»»

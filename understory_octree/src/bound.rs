// Copyright 2025 the Understory Authors
// SPDX-License-Identifier: Apache-2.0 OR MIT

//! Cubic node regions and child bound derivation.

use crate::octant::Octant;
use crate::types::{Aabb3D, Scalar, Vec3};

/// The cubic region covered by an octree node.
///
/// Nodes store a center and a uniform half-size rather than corners. Child
/// regions then follow from exact halving (see [`NodeBound::child`]).
#[derive(Copy, Clone, Debug, PartialEq)]
pub struct NodeBound<T> {
    /// Center of the cube.
    pub center: Vec3<T>,
    /// Distance from the center to each face.
    pub half_size: T,
}

impl<T> NodeBound<T> {
    /// Create a bound from its center and half-size.
    #[inline(always)]
    pub const fn new(center: Vec3<T>, half_size: T) -> Self {
        Self { center, half_size }
    }
}

impl<T: Scalar> NodeBound<T> {
    /// The bound as an axis-aligned box (`center ± half_size`).
    #[inline]
    pub fn to_aabb(&self) -> Aabb3D<T> {
        Aabb3D::from_center_half_size(self.center, self.half_size)
    }

    /// Whether the region fully contains `aabb`, faces included.
    #[inline]
    pub fn contains(&self, aabb: &Aabb3D<T>) -> bool {
        self.to_aabb().contains(aabb)
    }

    /// Bound of the child in `octant`.
    ///
    /// This depends only on `self` and `octant`, so it can be evaluated for
    /// slots that hold no node yet.
    ///
    /// # Examples
    ///
    /// ```
    /// use understory_octree::{NodeBound, Octant, Vec3};
    ///
    /// let root = NodeBound::new(Vec3::splat(0.0_f32), 4.0);
    /// let child = root.child(Octant::POS_X | Octant::POS_Z);
    /// assert_eq!(child.center, Vec3::new(2.0, -2.0, 2.0));
    /// assert_eq!(child.half_size, 2.0);
    /// ```
    #[inline]
    pub fn child(&self, octant: Octant) -> Self {
        Self {
            center: self.center + octant.offset::<T>() * Vec3::splat(self.half_size),
            half_size: self.half_size * T::half(),
        }
    }

    /// The octant whose half-space holds `point` on every axis.
    ///
    /// Coordinates equal to the center count as positive.
    #[inline]
    pub fn octant_of(&self, point: Vec3<T>) -> Octant {
        let mut octant = Octant::empty();
        octant.set(Octant::POS_X, point.x >= self.center.x);
        octant.set(Octant::POS_Y, point.y >= self.center.y);
        octant.set(Octant::POS_Z, point.z >= self.center.z);
        octant
    }

    /// A bound twice this size that holds `self` as one of its children,
    /// extended toward `target`.
    ///
    /// Returns the enclosing bound and the octant `self` occupies in it.
    /// Deriving that octant from the result gives back `self` exactly when the
    /// coordinates are dyadic at this scale; otherwise it can be off by one
    /// rounding step, as the new center may not be representable exactly.
    pub(crate) fn grown_toward(&self, target: Vec3<T>) -> (Self, Octant) {
        // The old region sits on the side of the new one facing away from `target`.
        let slot = !self.octant_of(target);
        let offset = slot.offset::<T>() * Vec3::splat(T::two() * self.half_size);
        let grown = Self {
            center: self.center - offset,
            half_size: self.half_size * T::two(),
        };
        (grown, slot)
    }
}

impl<T: Scalar> From<NodeBound<T>> for Aabb3D<T> {
    #[inline]
    fn from(bound: NodeBound<T>) -> Self {
        bound.to_aabb()
    }
}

««

WHAT YOU HAVE TO DO: How many of the lines in the listing above hold the word "Scalar"? Report only that figure.

EXERCISE SOLUTION: 3